Il campanello dello scrittore, nella scena in cui ritorna Alex prima del finale, suona le prime tre note dalla Quinta (che non è la Nona, attenzione!). A 1h53’, Beethoven ancora distorto, questa volta dall’amplificazione esagerata: la Nona usata contro Alex dallo scrittore. Prima dei titoli di coda ascoltiamo il finale della Nona Sinfonia, con il Coro, non distorto.

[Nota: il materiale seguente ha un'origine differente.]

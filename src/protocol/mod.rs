//! Protocol Packets
//!
//! Wire format for client-server communication over TCP. A framed packet is
//! a `u8` kind byte followed by the body for that kind; kinds are assigned
//! in declaration order within each direction. There is no outer length
//! prefix — the body length follows from the schema, and readers signal
//! "need more" ([`WireError::TruncatedInput`]) instead of blocking.
//!
//! Clients send *intent*; the server answers with *facts*. Only server-side
//! outcomes are binding.

use serde::{Deserialize, Serialize};

use crate::cards::CardId;
use crate::wire::{Reader, Wire, WireError, Writer};
use crate::STARTING_WORD_SIZE;

// =============================================================================
// SHARED ENUMS
// =============================================================================

/// Why the server closed a connection.
#[derive(Clone, Copy, Debug, PartialEq, Eq, Serialize, Deserialize)]
#[repr(u8)]
pub enum DisconnectReason {
    /// Login carried the wrong server password.
    WrongPassword = 0,
    /// Two players are already seated.
    ServerFull = 1,
    /// Initial word submission failed validation.
    InvalidWord = 2,
    /// A play violated the game rules.
    IllegalMove = 3,
    /// A packet arrived that the protocol forbids in the current state.
    ProtocolViolation = 4,
    /// Heartbeats or the login grace window ran out.
    Timeout = 5,
    /// The server is going away.
    ServerShutdown = 6,
}

impl DisconnectReason {
    /// Decode from the wire byte.
    pub fn from_u8(value: u8) -> Option<Self> {
        match value {
            0 => Some(Self::WrongPassword),
            1 => Some(Self::ServerFull),
            2 => Some(Self::InvalidWord),
            3 => Some(Self::IllegalMove),
            4 => Some(Self::ProtocolViolation),
            5 => Some(Self::Timeout),
            6 => Some(Self::ServerShutdown),
            _ => None,
        }
    }
}

impl Wire for DisconnectReason {
    fn encode(&self, w: &mut Writer) {
        w.put_u8(*self as u8);
    }
    fn decode(r: &mut Reader<'_>) -> Result<Self, WireError> {
        let v = r.get_u8()?;
        Self::from_u8(v).ok_or(WireError::BadEnum { type_name: "DisconnectReason", value: v as u64 })
    }
}

/// Cardinality constraint of a card-choice challenge.
#[derive(Clone, Copy, Debug, PartialEq, Eq, Serialize, Deserialize)]
#[repr(u8)]
pub enum ChoiceMode {
    /// The reply must contain at least `count` cards.
    AtLeast = 0,
    /// The reply must contain exactly `count` cards.
    Exactly = 1,
    /// The reply must contain at most `count` cards.
    AtMost = 2,
}

impl ChoiceMode {
    /// Decode from the wire byte.
    pub fn from_u8(value: u8) -> Option<Self> {
        match value {
            0 => Some(Self::AtLeast),
            1 => Some(Self::Exactly),
            2 => Some(Self::AtMost),
            _ => None,
        }
    }

    /// Does a reply of `chosen` cards satisfy this mode with `count`?
    pub fn accepts(self, count: u32, chosen: usize) -> bool {
        match self {
            Self::AtLeast => chosen as u32 >= count,
            Self::Exactly => chosen as u32 == count,
            Self::AtMost => chosen as u32 <= count,
        }
    }
}

impl Wire for ChoiceMode {
    fn encode(&self, w: &mut Writer) {
        w.put_u8(*self as u8);
    }
    fn decode(r: &mut Reader<'_>) -> Result<Self, WireError> {
        let v = r.get_u8()?;
        Self::from_u8(v).ok_or(WireError::BadEnum { type_name: "ChoiceMode", value: v as u64 })
    }
}

impl Wire for CardId {
    fn encode(&self, w: &mut Writer) {
        w.put_u8(*self as u8);
    }
    fn decode(r: &mut Reader<'_>) -> Result<Self, WireError> {
        let v = r.get_u8()?;
        CardId::from_u8(v).ok_or(WireError::BadEnum { type_name: "CardId", value: v as u64 })
    }
}

// =============================================================================
// SNAPSHOT RECORDS
// =============================================================================

/// One stack of a word as the wire carries it.
#[derive(Clone, Debug, PartialEq, Eq, Serialize, Deserialize)]
pub struct StackState {
    /// Cards bottom-to-top.
    pub cards: Vec<CardId>,
    /// Set by a successful Spelling Reform; blocks further mutation.
    pub locked: bool,
}

impl Wire for StackState {
    fn encode(&self, w: &mut Writer) {
        w.put_seq(&self.cards);
        w.put_bool(self.locked);
    }
    fn decode(r: &mut Reader<'_>) -> Result<Self, WireError> {
        Ok(Self { cards: r.get_seq()?, locked: r.get_bool()? })
    }
}

/// Full game snapshot, sent at game start and on rebind.
///
/// At game start every stack holds exactly one card; mid-game (after a
/// reconnect) stacks carry their full contents and lock flags so the client
/// can rebuild its view losslessly.
#[derive(Clone, Debug, PartialEq, Eq, Serialize, Deserialize)]
pub struct StartGame {
    /// The recipient's player id.
    pub your_id: u8,
    /// All seated players: (id, name).
    pub players: Vec<(u8, String)>,
    /// The recipient's hand. Opponents' hands are never sent.
    pub your_hand: Vec<CardId>,
    /// Every player's word, indexed like `players`.
    pub words: Vec<Vec<StackState>>,
}

impl Wire for StartGame {
    fn encode(&self, w: &mut Writer) {
        w.put_u8(self.your_id);
        w.put_seq(&self.players);
        w.put_seq(&self.your_hand);
        w.put_seq(&self.words);
    }
    fn decode(r: &mut Reader<'_>) -> Result<Self, WireError> {
        Ok(Self {
            your_id: r.get_u8()?,
            players: r.get_seq()?,
            your_hand: r.get_seq()?,
            words: r.get_seq()?,
        })
    }
}

// =============================================================================
// SERVER -> CLIENT PACKETS
// =============================================================================

/// Packets sent from server to client (facts).
#[derive(Clone, Debug, PartialEq, Serialize, Deserialize)]
pub enum ServerPacket {
    /// Liveness probe; the client must echo [`ClientPacket::HeartbeatResponse`].
    HeartbeatRequest,

    /// A player's turn begins.
    StartTurn {
        /// Whose turn it now is.
        player: u8,
    },

    /// A player's turn is over.
    EndTurn {
        /// Whose turn just ended.
        player: u8,
    },

    /// A player drew a card. `card` is `None` when the drawer is not the
    /// recipient (hidden information).
    Draw {
        /// Who drew.
        player: u8,
        /// The drawn card, or hidden.
        card: Option<CardId>,
    },

    /// Full snapshot: game start, or state resend after rebind.
    StartGame(StartGame),

    /// A sound card landed on top of a stack.
    AddSoundToStack {
        /// Owner of the word.
        player: u8,
        /// Stack index within the word.
        stack: u32,
        /// The card now on top.
        card: CardId,
    },

    /// A stack's lock flag changed.
    StackLockChanged {
        /// Owner of the word.
        player: u8,
        /// Stack index within the word.
        stack: u32,
        /// New lock state.
        locked: bool,
    },

    /// The recipient must pick cards from `offered` subject to `mode`/`count`.
    CardChoiceChallenge {
        /// Cardinality constraint on the reply.
        mode: ChoiceMode,
        /// Constraint operand.
        count: u32,
        /// Cards on offer.
        offered: Vec<CardId>,
    },

    /// The recipient may negate the named power card.
    PromptNegation {
        /// The power card being played against the recipient.
        card: CardId,
    },

    /// The connection is being closed for `reason`. Player state survives
    /// for rebind unless the game is over.
    Disconnect {
        /// Taxonomic close reason.
        reason: DisconnectReason,
    },

    /// Request for the initial word: carries the six drawn sound cards the
    /// client must arrange and submit back.
    WordChoice {
        /// The drawn cards, in draw order.
        word: [CardId; STARTING_WORD_SIZE],
    },
}

impl ServerPacket {
    /// Kind discriminator, assigned in declaration order.
    pub fn kind(&self) -> u8 {
        match self {
            Self::HeartbeatRequest => 0,
            Self::StartTurn { .. } => 1,
            Self::EndTurn { .. } => 2,
            Self::Draw { .. } => 3,
            Self::StartGame(_) => 4,
            Self::AddSoundToStack { .. } => 5,
            Self::StackLockChanged { .. } => 6,
            Self::CardChoiceChallenge { .. } => 7,
            Self::PromptNegation { .. } => 8,
            Self::Disconnect { .. } => 9,
            Self::WordChoice { .. } => 10,
        }
    }

    /// Encode as a framed packet: kind byte, then body.
    pub fn encode(&self) -> Vec<u8> {
        let mut w = Writer::new();
        w.put_u8(self.kind());
        match self {
            Self::HeartbeatRequest => {}
            Self::StartTurn { player } | Self::EndTurn { player } => w.put_u8(*player),
            Self::Draw { player, card } => {
                w.put_u8(*player);
                card.encode(&mut w);
            }
            Self::StartGame(snapshot) => snapshot.encode(&mut w),
            Self::AddSoundToStack { player, stack, card } => {
                w.put_u8(*player);
                w.put_u32(*stack);
                card.encode(&mut w);
            }
            Self::StackLockChanged { player, stack, locked } => {
                w.put_u8(*player);
                w.put_u32(*stack);
                w.put_bool(*locked);
            }
            Self::CardChoiceChallenge { mode, count, offered } => {
                mode.encode(&mut w);
                w.put_u32(*count);
                w.put_seq(offered);
            }
            Self::PromptNegation { card } => card.encode(&mut w),
            Self::Disconnect { reason } => reason.encode(&mut w),
            Self::WordChoice { word } => word.encode(&mut w),
        }
        w.into_bytes()
    }

    /// Decode one framed packet from the front of `buf`.
    ///
    /// Returns the packet and the number of bytes consumed.
    /// [`WireError::TruncatedInput`] means the frame is not complete yet.
    pub fn decode_from(buf: &[u8]) -> Result<(Self, usize), WireError> {
        let mut r = Reader::new(buf);
        let kind = r.get_u8()?;
        let packet = match kind {
            0 => Self::HeartbeatRequest,
            1 => Self::StartTurn { player: r.get_u8()? },
            2 => Self::EndTurn { player: r.get_u8()? },
            3 => Self::Draw { player: r.get_u8()?, card: Option::<CardId>::decode(&mut r)? },
            4 => Self::StartGame(StartGame::decode(&mut r)?),
            5 => Self::AddSoundToStack {
                player: r.get_u8()?,
                stack: r.get_u32()?,
                card: CardId::decode(&mut r)?,
            },
            6 => Self::StackLockChanged {
                player: r.get_u8()?,
                stack: r.get_u32()?,
                locked: r.get_bool()?,
            },
            7 => Self::CardChoiceChallenge {
                mode: ChoiceMode::decode(&mut r)?,
                count: r.get_u32()?,
                offered: r.get_seq()?,
            },
            8 => Self::PromptNegation { card: CardId::decode(&mut r)? },
            9 => Self::Disconnect { reason: DisconnectReason::decode(&mut r)? },
            10 => Self::WordChoice { word: r.get_array()? },
            tag => {
                return Err(WireError::BadVariantTag { type_name: "ServerPacket", tag });
            }
        };
        Ok((packet, r.position()))
    }
}

// =============================================================================
// CLIENT -> SERVER PACKETS
// =============================================================================

/// Packets sent from client to server (intent).
#[derive(Clone, Debug, PartialEq, Eq, Serialize, Deserialize)]
pub enum ClientPacket {
    /// Echo of a heartbeat request.
    HeartbeatResponse,

    /// Authenticate. The same name rebinds a disconnected player.
    Login {
        /// Player display name; doubles as the rebind credential.
        name: String,
        /// Shared server password.
        password: String,
    },

    /// Play the card at `hand_idx` against one stack of one word.
    PlaySingleTarget {
        /// Index into the sender's hand.
        hand_idx: u32,
        /// Owner of the targeted word.
        target_player: u8,
        /// Stack index within the targeted word.
        target_stack: u32,
    },

    /// Forfeit the turn, discarding one hand card.
    Pass {
        /// Index of the hand card to discard.
        discard_hand_idx: u32,
    },

    /// Submitted arrangement of the six drawn cards.
    WordChoice {
        /// The proposed word, left to right.
        word: [CardId; STARTING_WORD_SIZE],
    },

    /// Answer to [`ServerPacket::PromptNegation`].
    NegationReply {
        /// True to cancel the prompted power card.
        negate: bool,
    },

    /// Answer to [`ServerPacket::CardChoiceChallenge`].
    CardChoiceReply {
        /// Chosen subset of the offered cards.
        chosen: Vec<CardId>,
    },
}

impl ClientPacket {
    /// Kind discriminator, assigned in declaration order.
    pub fn kind(&self) -> u8 {
        match self {
            Self::HeartbeatResponse => 0,
            Self::Login { .. } => 1,
            Self::PlaySingleTarget { .. } => 2,
            Self::Pass { .. } => 3,
            Self::WordChoice { .. } => 4,
            Self::NegationReply { .. } => 5,
            Self::CardChoiceReply { .. } => 6,
        }
    }

    /// Encode as a framed packet: kind byte, then body.
    pub fn encode(&self) -> Vec<u8> {
        let mut w = Writer::new();
        w.put_u8(self.kind());
        match self {
            Self::HeartbeatResponse => {}
            Self::Login { name, password } => {
                w.put_str(name);
                w.put_str(password);
            }
            Self::PlaySingleTarget { hand_idx, target_player, target_stack } => {
                w.put_u32(*hand_idx);
                w.put_u8(*target_player);
                w.put_u32(*target_stack);
            }
            Self::Pass { discard_hand_idx } => w.put_u32(*discard_hand_idx),
            Self::WordChoice { word } => word.encode(&mut w),
            Self::NegationReply { negate } => w.put_bool(*negate),
            Self::CardChoiceReply { chosen } => w.put_seq(chosen),
        }
        w.into_bytes()
    }

    /// Decode one framed packet from the front of `buf`.
    ///
    /// Returns the packet and the number of bytes consumed.
    /// [`WireError::TruncatedInput`] means the frame is not complete yet.
    pub fn decode_from(buf: &[u8]) -> Result<(Self, usize), WireError> {
        let mut r = Reader::new(buf);
        let kind = r.get_u8()?;
        let packet = match kind {
            0 => Self::HeartbeatResponse,
            1 => Self::Login { name: r.get_string()?, password: r.get_string()? },
            2 => Self::PlaySingleTarget {
                hand_idx: r.get_u32()?,
                target_player: r.get_u8()?,
                target_stack: r.get_u32()?,
            },
            3 => Self::Pass { discard_hand_idx: r.get_u32()? },
            4 => Self::WordChoice { word: r.get_array()? },
            5 => Self::NegationReply { negate: r.get_bool()? },
            6 => Self::CardChoiceReply { chosen: r.get_seq()? },
            tag => {
                return Err(WireError::BadVariantTag { type_name: "ClientPacket", tag });
            }
        };
        Ok((packet, r.position()))
    }
}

Ed è Walter Carlos, e non Beethoven, durante il filmato dei nazisti a 1h12’: una finezza di Kubrick, perché due minuti dopo Alex si ribella e grida: “E’ un delitto usare Ludwig van Beethoven a quel modo! Lui non ha mai fatto del male a nessuno!” Purtroppo, è storicamente vero che i nazisti usarono ripetutamente per i loro scopi la musica di Beethoven (il cantore della fratellanza), e anche di Anton Bruckner (l’uomo più mite del mondo). E’ una cosa tristissima, che purtroppo si ripete spesso – e i musicisti non possono più difendersi, così come non può difendersi Giuseppe Verdi dall’uso improprio che si fa oggi, in alcune sedi, del “Va pensiero” (oltretutto scandito e gridato e non cantato con dolcezza, un peccato gravissimo che grida vendetta dal Cielo).
“Singing in the rain”, scritta da Arthur Freed e Nacio Herb Brown, dal film di Stanley Donen (1952) è cantata da Gene Kelly nei titoli di coda, e da Malcolm Mc Dowell in due momenti del film: due momenti molto diversi, ma sempre nella casa dello scrittore.
Al minuto 52, in carcere, ascoltiamo un inno al Redentore.
Terry Tucker (Overture to the sun) ed Erika Eigen (I want to marry a lighthouse keeper) pubblicarono dei dischi nel 1969, dai quali sono tratti i due brani, ma di loro non sapevo niente e ho fatto una breve ricerca su internet. Suppongo che della Tucker sia la musica in stile medievale a 1:18 durante gli insulti ad Alex per vedere se la cura ha funzionato, però potrei sbagliarmi (e poi c’è anche la musica delle scene dei film che Alex è obbligato a vedere). Ho trovato su internet un sito dove il disco di Terry Tucker, un lp del 1969 intitolato “Sounds of Sunforest”, è valutato la bellezza di 140 dollari: per chi fosse interessato...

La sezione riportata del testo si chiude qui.